Writing in Le Monde recently, the historian and leading authority on Lacan, Elizabeth Roudinesco (2019), deplores the loss of prestige suffered by psychoanalysis now that ‘its heroic age is past’. She argues for a return to “humanist” psychiatry, suggesting that “psychoanalysis has entered an endless phase of decline”. She complains that its practitioners use “incomprehensible language in their writings intended only for their inner circle”. Their works of ‘dense theory’ are printed in small editions not exceeding a few hundred copies. She notes that the psychoanalytic movement in France has splintered into nineteen associations with a majority of women members, who often know nothing about each other. They organise conferences, enjoy belonging to an association, but younger analysts have difficulty setting up their practices because clients have become scarce as psychoanalysis attracts fewer and fewer patients.
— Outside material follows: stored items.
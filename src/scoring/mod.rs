//! Pure, deterministic lead scoring.
//!
//! Two scorers: `intent_score` grades firmographics for intent-feed
//! leads (five bounded components plus tenant preference weights), and
//! `page_intent_score` grades pixel visit history. Both clamp to [0,100].

use chrono::{DateTime, Utc};
use serde::{Deserialize, Serialize};

use crate::types::tenant::{PreferenceField, TargetingPreferences};
use crate::types::NormalizedLead;

// ── Component bounds ────────────────────────────────────────────

const INDUSTRY_MAX: f64 = 25.0;
const REVENUE_MAX: f64 = 20.0;
const TITLE_MAX: f64 = 20.0;
const SIZE_MAX: f64 = 15.0;
const QUALITY_MAX: f64 = 20.0;

/// Industries scored at full industry points.
const TARGET_INDUSTRIES: &[&str] = &[
    "software",
    "saas",
    "technology",
    "information technology",
    "fintech",
    "financial services",
    "e-commerce",
    "ecommerce",
    "retail",
];

/// Industries scored at adjacent points.
const ADJACENT_INDUSTRIES: &[&str] = &[
    "marketing",
    "advertising",
    "consulting",
    "professional services",
    "logistics",
    "healthcare",
    "insurance",
    "real estate",
];

/// Title rules in priority order; the first match wins.
const TITLE_RULES: &[(&[&str], f64)] = &[
    (&["chief", "ceo", "cto", "cmo", "cro", "coo", "founder"], 20.0),
    (&["vp", "vice president", "head of"], 18.0),
    (&["director"], 14.0),
    (&["manager"], 10.0),
    (&["lead", "senior"], 6.0),
];

/// Titles that force the title component to zero.
const DISQUALIFIER_TITLES: &[&str] = &["student", "intern", "retired", "assistant to"];

// ── Intent score ────────────────────────────────────────────────

/// Score tier thresholds: strong ≥ 70, medium ≥ 40.
#[derive(Debug, Clone, Copy, PartialEq, Eq, Serialize, Deserialize)]
#[serde(rename_all = "lowercase")]
pub enum IntentTier {
    /// ≥ 70.
    Strong,
    /// ≥ 40.
    Medium,
    /// Below 40.
    Weak,
}

impl IntentTier {
    /// String stored alongside the score.
    pub fn as_str(&self) -> &'static str {
        match self {
            Self::Strong => "strong",
            Self::Medium => "medium",
            Self::Weak => "weak",
        }
    }

    /// Tier for a clamped total.
    pub fn for_total(total: u32) -> Self {
        if total >= 70 {
            Self::Strong
        } else if total >= 40 {
            Self::Medium
        } else {
            Self::Weak
        }
    }
}

/// Per-component breakdown before clamping.
#[derive(Debug, Clone, Copy, Default, PartialEq, Serialize, Deserialize)]
pub struct IntentBreakdown {
    /// Industry component, 0..25.
    pub industry: f64,
    /// Revenue component, 0..20.
    pub revenue: f64,
    /// Title component, 0..20.
    pub title: f64,
    /// Company-size component, 0..15.
    pub company_size: f64,
    /// Data-quality component, 0..20.
    pub data_quality: f64,
    /// Net preference-weight adjustment.
    pub preference_adjustment: f64,
}

impl IntentBreakdown {
    /// Sum of components plus adjustment, before clamping.
    pub fn sum(&self) -> f64 {
        self.industry
            + self.revenue
            + self.title
            + self.company_size
            + self.data_quality
            + self.preference_adjustment
    }
}

/// The scored result.
#[derive(Debug, Clone, Serialize, Deserialize)]
pub struct IntentScore {
    /// Clamped total in [0,100].
    pub total: u32,
    /// Component breakdown.
    pub breakdown: IntentBreakdown,
    /// Tier derived from the total.
    pub tier: IntentTier,
}

/// Grade a lead's firmographics, with optional tenant preference weights.
pub fn intent_score(
    lead: &NormalizedLead,
    preferences: Option<&TargetingPreferences>,
) -> IntentScore {
    let mut breakdown = IntentBreakdown {
        industry: industry_score(lead.company_industry.as_deref()),
        revenue: revenue_score(lead.company_revenue.as_deref()),
        title: title_score(lead.job_title.as_deref()),
        company_size: size_score(lead.company_employee_count),
        data_quality: quality_score(lead),
        preference_adjustment: 0.0,
    };

    if let Some(preferences) = preferences {
        breakdown.preference_adjustment = preference_adjustment(lead, &breakdown, preferences);
    }

    let total = clamp_total(breakdown.sum());
    IntentScore {
        total,
        breakdown,
        tier: IntentTier::for_total(total),
    }
}

fn clamp_total(sum: f64) -> u32 {
    let clamped = sum.clamp(0.0, 100.0).round();
    // Clamped to [0,100] above.
    #[allow(clippy::cast_possible_truncation, clippy::cast_sign_loss)]
    let total = clamped as u32;
    total
}

fn industry_score(industry: Option<&str>) -> f64 {
    let Some(industry) = industry else { return 0.0 };
    let lower = industry.to_lowercase();
    if TARGET_INDUSTRIES.iter().any(|t| lower.contains(t)) {
        return INDUSTRY_MAX;
    }
    if ADJACENT_INDUSTRIES.iter().any(|a| lower.contains(a)) {
        return 12.0;
    }
    5.0
}

fn revenue_score(revenue: Option<&str>) -> f64 {
    let Some(millions) = revenue.and_then(parse_revenue_millions) else {
        return 0.0;
    };
    if (10.0..=500.0).contains(&millions) {
        REVENUE_MAX
    } else if (1.0..10.0).contains(&millions) {
        12.0
    } else if millions > 500.0 {
        8.0
    } else {
        4.0
    }
}

fn title_score(title: Option<&str>) -> f64 {
    let Some(title) = title else { return 0.0 };
    let lower = title.to_lowercase();
    if DISQUALIFIER_TITLES.iter().any(|d| lower.contains(d)) {
        return 0.0;
    }
    for (needles, points) in TITLE_RULES {
        if needles.iter().any(|n| lower.contains(n)) {
            return *points;
        }
    }
    2.0
}

fn size_score(employee_count: Option<u32>) -> f64 {
    match employee_count {
        Some(n) if (50..=500).contains(&n) => SIZE_MAX,
        Some(n) if (11..50).contains(&n) => 10.0,
        Some(n) if (501..=2000).contains(&n) => 8.0,
        Some(n) if n > 2000 => 5.0,
        Some(_) => 4.0,
        None => 0.0,
    }
}

fn quality_score(lead: &NormalizedLead) -> f64 {
    let mut score: f64 = 0.0;
    if lead.email.is_some() {
        score += 4.0;
    }
    if lead.first_name.is_some() && lead.last_name.is_some() {
        score += 4.0;
    }
    if lead.job_title.is_some() {
        score += 4.0;
    }
    if lead.company_industry.is_some() {
        score += 4.0;
    }
    if lead.company_employee_count.is_some() {
        score += 2.0;
    }
    if lead.company_revenue.is_some() {
        score += 2.0;
    }
    score.min(QUALITY_MAX)
}

/// Weight 1.0 is neutral; above adds, below subtracts, a fraction of the
/// matched field's earned base points.
fn preference_adjustment(
    lead: &NormalizedLead,
    breakdown: &IntentBreakdown,
    preferences: &TargetingPreferences,
) -> f64 {
    let mut adjustment = 0.0;
    for weight in &preferences.weights {
        let (value, base) = match weight.field {
            PreferenceField::Industry => (lead.company_industry.as_deref(), breakdown.industry),
            PreferenceField::Title => (lead.job_title.as_deref(), breakdown.title),
            PreferenceField::Revenue => (lead.company_revenue.as_deref(), breakdown.revenue),
            PreferenceField::CompanySize => {
                // Size bands match on the raw count rendered as text.
                let rendered = lead.company_employee_count.map(|n| n.to_string());
                if let Some(rendered) = rendered {
                    if band_matches(&rendered, &weight.matches) {
                        adjustment += (weight.weight - 1.0) * breakdown.company_size;
                    }
                }
                continue;
            }
        };
        if let Some(value) = value {
            if value.to_lowercase().contains(&weight.matches.to_lowercase()) {
                adjustment += (weight.weight - 1.0) * base;
            }
        }
    }
    adjustment
}

fn band_matches(count: &str, band: &str) -> bool {
    let (Ok(count), Some((low, high))) = (count.parse::<u32>(), band.split_once('-')) else {
        return false;
    };
    match (low.trim().parse::<u32>(), high.trim().parse::<u32>()) {
        (Ok(low), Ok(high)) => (low..=high).contains(&count),
        _ => false,
    }
}

/// Parse a revenue string into millions of dollars.
///
/// Handles "$10M-$50M" ranges (midpoint), single values with K/M/B
/// suffixes, and bare numbers (values under 1000 read as millions,
/// larger ones as raw dollars).
pub fn parse_revenue_millions(raw: &str) -> Option<f64> {
    let cleaned = raw.trim().replace(['$', ','], "");
    if cleaned.is_empty() {
        return None;
    }
    if let Some((low, high)) = cleaned.split_once('-') {
        let low = parse_revenue_token(low)?;
        let high = parse_revenue_token(high)?;
        return Some((low + high) / 2.0);
    }
    parse_revenue_token(&cleaned)
}

fn parse_revenue_token(token: &str) -> Option<f64> {
    let lower = token.trim().to_lowercase();
    if lower.is_empty() {
        return None;
    }
    let (digits, multiplier) = if let Some(stripped) = lower.strip_suffix('b') {
        (stripped, 1000.0)
    } else if let Some(stripped) = lower.strip_suffix('m') {
        (stripped, 1.0)
    } else if let Some(stripped) = lower.strip_suffix('k') {
        (stripped, 0.001)
    } else {
        (lower.as_str(), f64::NAN)
    };
    let value: f64 = digits.trim().parse().ok()?;
    if multiplier.is_nan() {
        // Bare number: under 1000 reads as millions, otherwise dollars.
        if value < 1000.0 {
            return Some(value);
        }
        return Some(value / 1_000_000.0);
    }
    Some(value * multiplier)
}

// ── Page intent score ───────────────────────────────────────────

/// One page visit in history (newest last or first; order-insensitive
/// except for sequence matching, which reads oldest → newest).
#[derive(Debug, Clone, Serialize, Deserialize)]
pub struct PageVisit {
    /// Visited page path.
    pub page: String,
    /// Visit time.
    pub visited_at: DateTime<Utc>,
}

/// Relevance weight per page path prefix (0..1), used by the page-intent
/// relevance component.
const PAGE_WEIGHTS: &[(&str, f64)] = &[
    ("/pricing", 1.0),
    ("/demo", 1.0),
    ("/product", 0.7),
    ("/case-studies", 0.6),
    ("/features", 0.5),
    ("/integrations", 0.4),
    ("/blog", 0.2),
    ("/about", 0.1),
];

/// Multi-page buying sequences; any match grants the full bonus.
const BUYING_SEQUENCES: &[&[&str]] = &[
    &["/product", "/pricing"],
    &["/features", "/pricing"],
    &["/case-studies", "/demo"],
    &["/pricing", "/demo"],
];

/// Page-intent component breakdown; total ≤ 100.
#[derive(Debug, Clone, Copy, Default, PartialEq, Serialize, Deserialize)]
pub struct PageIntentScore {
    /// Page relevance, 0..40.
    pub page_relevance: f64,
    /// Visit frequency, 0..20.
    pub frequency: f64,
    /// Recency, 0..20.
    pub recency: f64,
    /// Buying-sequence bonus, 0 or 20.
    pub sequence_bonus: f64,
    /// Sum of components.
    pub total: u32,
}

/// Grade a visit history.
pub fn page_intent_score(visits: &[PageVisit], now: DateTime<Utc>) -> PageIntentScore {
    if visits.is_empty() {
        return PageIntentScore::default();
    }

    let page_relevance = {
        let sum: f64 = visits.iter().map(|v| page_weight(&v.page)).sum();
        let count = visits.len();
        #[allow(clippy::cast_precision_loss)]
        let avg = sum / count as f64;
        40.0 * avg
    };

    let frequency = match visits.len() {
        1 => 5.0,
        2..=3 => 10.0,
        4..=6 => 15.0,
        _ => 20.0,
    };

    let last_seen = visits
        .iter()
        .map(|v| v.visited_at)
        .max()
        .unwrap_or(DateTime::<Utc>::UNIX_EPOCH);
    let days_since = now.signed_duration_since(last_seen).num_days();
    let recency = match days_since {
        d if d <= 1 => 20.0,
        d if d <= 3 => 15.0,
        d if d <= 7 => 10.0,
        d if d <= 14 => 5.0,
        _ => 0.0,
    };

    let mut ordered: Vec<&PageVisit> = visits.iter().collect();
    ordered.sort_by_key(|v| v.visited_at);
    let pages: Vec<&str> = ordered.iter().map(|v| v.page.as_str()).collect();
    let sequence_bonus = if BUYING_SEQUENCES.iter().any(|seq| is_subsequence(seq, &pages)) {
        20.0
    } else {
        0.0
    };

    let total = clamp_total(page_relevance + frequency + recency + sequence_bonus);
    PageIntentScore {
        page_relevance,
        frequency,
        recency,
        sequence_bonus,
        total,
    }
}

fn page_weight(page: &str) -> f64 {
    PAGE_WEIGHTS
        .iter()
        .find(|(prefix, _)| page.starts_with(prefix))
        .map_or(0.1, |(_, w)| *w)
}

fn is_subsequence(needle: &[&str], haystack: &[&str]) -> bool {
    let mut iter = haystack.iter();
    needle
        .iter()
        .all(|want| iter.any(|have| have.starts_with(want)))
}

// ── Pixel-visit composite ───────────────────────────────────────

/// Per-page weights for the pixel composite used at qualification time.
const PIXEL_PAGE_POINTS: &[(&str, f64)] = &[
    ("/pricing", 30.0),
    ("/demo", 30.0),
    ("/product", 20.0),
    ("/case-studies", 18.0),
    ("/features", 15.0),
    ("/integrations", 12.0),
];

/// Composite score for one pixel sighting: visit count, page, dwell
/// time, and tracked site event.
#[derive(Debug, Clone, Copy, Default, PartialEq, Serialize, Deserialize)]
pub struct PixelIntentScore {
    /// Visit-count component, 0..20.
    pub visit: f64,
    /// Page component, 0..30.
    pub page: f64,
    /// Dwell-time component, 0..20.
    pub dwell: f64,
    /// Site-event component, 0..20.
    pub event: f64,
    /// Clamped total.
    pub total: u32,
}

/// Grade one pixel sighting.
pub fn pixel_intent_score(
    visit_count: u32,
    page: Option<&str>,
    dwell_ms: Option<u64>,
    site_event: Option<&str>,
) -> PixelIntentScore {
    let visit = match visit_count {
        0 | 1 => 10.0,
        2..=4 => 15.0,
        _ => 20.0,
    };
    let page_points = page.map_or(5.0, |p| {
        PIXEL_PAGE_POINTS
            .iter()
            .find(|(prefix, _)| p.starts_with(prefix))
            .map_or(5.0, |(_, points)| *points)
    });
    let dwell = match dwell_ms {
        Some(ms) if ms >= 120_000 => 20.0,
        Some(ms) if ms >= 30_000 => 15.0,
        Some(ms) if ms >= 10_000 => 8.0,
        Some(ms) if ms > 0 => 3.0,
        _ => 0.0,
    };
    let event = match site_event {
        Some("form_submit") | Some("demo_request") => 20.0,
        Some("download") => 10.0,
        _ => 0.0,
    };
    let total = clamp_total(visit + page_points + dwell + event);
    PixelIntentScore {
        visit,
        page: page_points,
        dwell,
        event,
        total,
    }
}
She concludes by suggesting that may be analysts have become humiliated by the success of the many “abject rantings discrediting Freud”, and have largely “abandoned public debate, turning a blind eye to any undertaking critical of them”.

Recall the days when Michael Ignatieff hosted discussions on late night Channel Four, with analysts such as Bruno Bettelheim, Hanna Segal,, Adolf Grunbaum, Andre Green, Robert Young, Elizabeth Spillius, Juliet Mitchell and others, published in the Voices series (Bourne et al 1987) and discussed in The Listener weekly magazine which itself ceased publication in 1991 after 62 years.